Helikopter-Papa? Wenn Eltern um ihre Kinder kreisen; Kommentar zum offenen Brief an Sigmar Gabriel, es hilft nur mehr Verständnis auf beiden Seiten
Helikopter-Papa?

Als ich heute auf sueddeutsche.de in einem Artikel den Begriff "Helikopter-Eltern" las, dachte ich zuerst an etwas ganz anderes, als die offenbar richtige Definition. Als ehemaliger Produktmanager für ferngesteuerte
Hubschrauber wäre die Bezeichnung "Helikopter-Papa" ja durchaus passend gewesen. :) Mit Helikopter-
Eltern (Helicopter-Parents) ist aber etwas völlig anderes gemeint, etwas, das ich hoffentlich nie machen werde:

"Der Begriff Helikopter-Eltern stammt aus den USA und steht für besonders übervorsichtige Mütter und Väter, die ihre Kinder am liebsten rund um die Uhr bewachen und kontrollieren würden, ihnen nichts mehr zutrauen und aus Sorge um das kindliche Wohlergehen nur noch um den Nachwuchs kreisen - ähnlich wie ein Polizeihelikopter im Film über mutmaßlichen Verdächtigen.

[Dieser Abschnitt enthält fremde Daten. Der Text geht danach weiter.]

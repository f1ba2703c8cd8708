//! Game settings and preferences
//!
//! Stored as JSON next to the game; missing files fall back to defaults.

use std::path::Path;

use serde::{Deserialize, Serialize};
use thiserror::Error;

use crate::consts::{FRAME_RATE, PLAYFIELD_HEIGHT};

/// Default level RNG seed
pub const DEFAULT_SEED: u64 = 0x5EED_2024;

/// Errors from reading or writing settings
#[derive(Debug, Error)]
pub enum SettingsError {
    #[error("settings I/O failed: {0}")]
    Io(#[from] std::io::Error),
    #[error("settings JSON invalid: {0}")]
    Json(#[from] serde_json::Error),
    #[error("frame rate must be positive")]
    ZeroFrameRate,
}

/// Game settings/preferences
#[derive(Debug, Clone, PartialEq, Serialize, Deserialize)]
#[serde(default)]
pub struct Settings {
    // === Audio ===
    /// Play sound cues at all
    pub sound_enabled: bool,
    /// Sound effects volume (0.0 - 1.0)
    pub sfx_volume: f32,

    // === Simulation ===
    /// Seed for level layout randomness
    pub seed: u64,
    /// Simulated frames per second, drives level timers
    pub frame_rate: u32,
    /// Falling below this y kills the player
    pub playfield_height: f32,

    // === Visual Effects ===
    /// Particle bursts (jump dust, death, completion)
    pub particles: bool,
}

impl Default for Settings {
    fn default() -> Self {
        Self {
            sound_enabled: true,
            sfx_volume: 1.0,

            seed: DEFAULT_SEED,
            frame_rate: FRAME_RATE,
            playfield_height: PLAYFIELD_HEIGHT,

            particles: true,
        }
    }
}

impl Settings {
    /// Parse settings from JSON; absent fields keep their defaults
    pub fn from_json(json: &str) -> Result<Self, SettingsError> {
        let settings: Settings = serde_json::from_str(json)?;
        settings.validate()?;
        Ok(settings)
    }

    pub fn to_json(&self) -> Result<String, SettingsError> {
        Ok(serde_json::to_string_pretty(self)?)
    }

    /// Load settings from disk, falling back to defaults when the file is absent
    pub fn load(path: impl AsRef<Path>) -> Result<Self, SettingsError> {
        let path = path.as_ref();
        match std::fs::read_to_string(path) {
            Ok(json) => {
                let settings = Self::from_json(&json)?;
                log::info!("Loaded settings from {}", path.display());
                Ok(settings)
            }
            Err(e) if e.kind() == std::io::ErrorKind::NotFound => {
                log::info!("Using default settings");
                Ok(Self::default())
            }
            Err(e) => Err(e.into()),
        }
    }

    pub fn save(&self, path: impl AsRef<Path>) -> Result<(), SettingsError> {
        std::fs::write(path.as_ref(), self.to_json()?)?;
        log::info!("Settings saved");
        Ok(())
    }

    fn validate(&self) -> Result<(), SettingsError> {
        if self.frame_rate == 0 {
            return Err(SettingsError::ZeroFrameRate);
        }
        Ok(())
    }
}
//! Axis-aligned rectangle geometry
//!
//! Every collision test in the game runs on this one shape: platforms,
//! hazards, the exit door and the player hitbox.

use glam::Vec2;
use serde::{Deserialize, Serialize};

/// Axis-aligned rectangle, `y` grows downward
#[derive(Debug, Clone, Copy, PartialEq, Default, Serialize, Deserialize)]
pub struct Rect {
    pub x: f32,
    pub y: f32,
    pub width: f32,
    pub height: f32,
}

impl Rect {
    pub const fn new(x: f32, y: f32, width: f32, height: f32) -> Self {
        Self {
            x,
            y,
            width,
            height,
        }
    }

    #[inline]
    pub fn right(&self) -> f32 {
        self.x + self.width
    }

    #[inline]
    pub fn bottom(&self) -> f32 {
        self.y + self.height
    }

    pub fn center(&self) -> Vec2 {
        Vec2::new(self.x + self.width / 2.0, self.y + self.height / 2.0)
    }

    /// Strict overlap: rectangles that only share an edge do not overlap
    #[inline]
    pub fn overlaps(&self, other: &Rect) -> bool {
        overlaps(self, other)
    }
}

/// Strict AABB overlap test
#[inline]
pub fn overlaps(a: &Rect, b: &Rect) -> bool {
    a.x < b.right() && a.right() > b.x && a.y < b.bottom() && a.bottom() > b.y
}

Helikopter-Eltern organisieren den kompletten Alltag der Kinder im Glauben, sie auf diese Weise am besten zu fördern." t-online.de

Wenn ich mit meinem Sohn auf den Spielplatz gehe, nehme ich immer ein Buch mit. Piet meldet sich schon, wer er Wert auf meine direkte Anwesenheit legt. Auch tagsüber in der Wohnung wird er nur von mir bespaßt, wenn er darum bittet. Bei Gelegenheiten, wenn Piet auf andere Eltern trifft, sind immer alle total überrascht, wie erkundungsfreudig er ist und wie gut er sich alleine beschäftigen kann. Dafür braucht er auch kein spezielles Spielzeug, er ist durchaus schon kreativ. Piet ist extrem neugierig und untersucht zurzeit wirklich alles, ja alles, ganz genau. Mein Vorgehen verstößt vielleicht für einige indirekt gegen den pädagogischen Auftrag zur Förderung der Kinder, der für Kindertagespflegepersonen (Tagesvater) sehr wichtig und verpflichtend ist. Die Frage ist aber eben, wie fördere ich Kinder am besten?

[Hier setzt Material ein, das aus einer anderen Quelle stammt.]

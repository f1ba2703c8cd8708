//! Sound cue output
//!
//! The simulation never plays audio itself; it fires cues into a [`SoundSink`]
//! and moves on. Sinks must not block and must not fail the frame.

use serde::{Deserialize, Serialize};

use crate::settings::Settings;

/// Sound cues the simulation can request
#[derive(Debug, Clone, Copy, PartialEq, Eq, Hash, Serialize, Deserialize)]
#[serde(rename_all = "snake_case")]
pub enum SoundCue {
    /// Player left the ground
    Jump,
    /// Player died
    Death,
    /// Level exit reached
    Complete,
    /// A trap platform vanished or collapsed
    Trap,
}

impl SoundCue {
    pub fn as_str(&self) -> &'static str {
        match self {
            SoundCue::Jump => "jump",
            SoundCue::Death => "death",
            SoundCue::Complete => "complete",
            SoundCue::Trap => "trap",
        }
    }
}

/// Fire-and-forget cue consumer
pub trait SoundSink {
    fn play(&mut self, cue: SoundCue);
}

impl<T: SoundSink + ?Sized> SoundSink for Box<T> {
    fn play(&mut self, cue: SoundCue) {
        (**self).play(cue);
    }
}

/// Drops every cue (no audio backend available)
#[derive(Debug, Clone, Copy, Default)]
pub struct Silent;

impl SoundSink for Silent {
    fn play(&mut self, _cue: SoundCue) {}
}

/// Records cues in order, for headless runs and tests
#[derive(Debug, Clone, Default)]
pub struct CueLog {
    cues: Vec<SoundCue>,
}

impl CueLog {
    pub fn new() -> Self {
        Self::default()
    }

    pub fn cues(&self) -> &[SoundCue] {
        &self.cues
    }

    /// Number of times `cue` was played
    pub fn count(&self, cue: SoundCue) -> usize {
        self.cues.iter().filter(|c| **c == cue).count()
    }

    pub fn clear(&mut self) {
        self.cues.clear();
    }
}

impl SoundSink for CueLog {
    fn play(&mut self, cue: SoundCue) {
        log::trace!("cue: {}", cue.as_str());
        self.cues.push(cue);
    }
}

/// Applies the player's sound preferences before forwarding to a backend
#[derive(Debug, Clone)]
pub struct AudioGate<S> {
    inner: S,
    enabled: bool,
    volume: f32,
}

impl<S: SoundSink> AudioGate<S> {
    pub fn new(inner: S) -> Self {
        Self {
            inner,
            enabled: true,
            volume: 1.0,
        }
    }

    /// Gate configured from settings
    pub fn from_settings(inner: S, settings: &Settings) -> Self {
        let mut gate = Self::new(inner);
        gate.set_enabled(settings.sound_enabled);
        gate.set_volume(settings.sfx_volume);
        gate
    }

    /// Mute/unmute all cues
    pub fn set_enabled(&mut self, enabled: bool) {
        self.enabled = enabled;
    }

    /// Set SFX volume (0.0 - 1.0)
    pub fn set_volume(&mut self, vol: f32) {
        self.volume = vol.clamp(0.0, 1.0);
    }

    pub fn volume(&self) -> f32 {
        self.volume
    }

    /// Effective volume (0 when disabled)
    fn effective_volume(&self) -> f32 {
        if self.enabled { self.volume } else { 0.0 }
    }

    pub fn inner(&self) -> &S {
        &self.inner
    }

    pub fn into_inner(self) -> S {
        self.inner
    }
}

impl<S: SoundSink> SoundSink for AudioGate<S> {
    fn play(&mut self, cue: SoundCue) {
        if self.effective_volume() <= 0.0 {
            return;
        }
        self.inner.play(cue);
    }
}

"Der Druck zu fördern hat längst die Kleinkindpädagogik erreicht. Die aktuellen Orientierungs- oder Bildungspläne für Kindertagesstätten werden es Erziehern erschweren, freies und ungestörtes Spiel einzuräumen." t-online.de

Ich bin Verfechter des kalkulierten Risikos und des freien Spiels. Freies Spiel fördert die Kreativität. Kinder müssen probieren dürfen und können, nur wenn es wirklich bedenklich wird, stehe ich an ihrer Seite, oder verhindere Schlimmeres. Die Vorstellung, jeden Schritt meines Sohnes zu überwachen, ihn nie aus den Augen zu lassen, finde ich nicht erstrebenswert. Oft beobachte ich ihn, ohne, dass er es merkt. Wenn er die Treppe hochkrabbeln will, darf er das, dabei stehe ich dann aber tatsächlich hinter ihm, wenn es aber nur vier Stufen sind, kann er das auch alleine probieren. Natürlich ist er dabei in meinem Blick, ich darf aber ruhig einige Meter weg sein. So bekommt er Selbstvertrauen und lernt seine Fähigkeiten gut einzuschätzen.

Freies Spiel braucht Muße und auch mal Langeweile, aber eben keinen Lehrplan.

Tipp: Genau damit befasst sich das Buch von Michael Winterhoff: Lasst Kinder wieder Kinder sein! Oder: Die Rückkehr zu Intuition


Kommentar zum offenen Brief an Sigmar Gabriel (SPD)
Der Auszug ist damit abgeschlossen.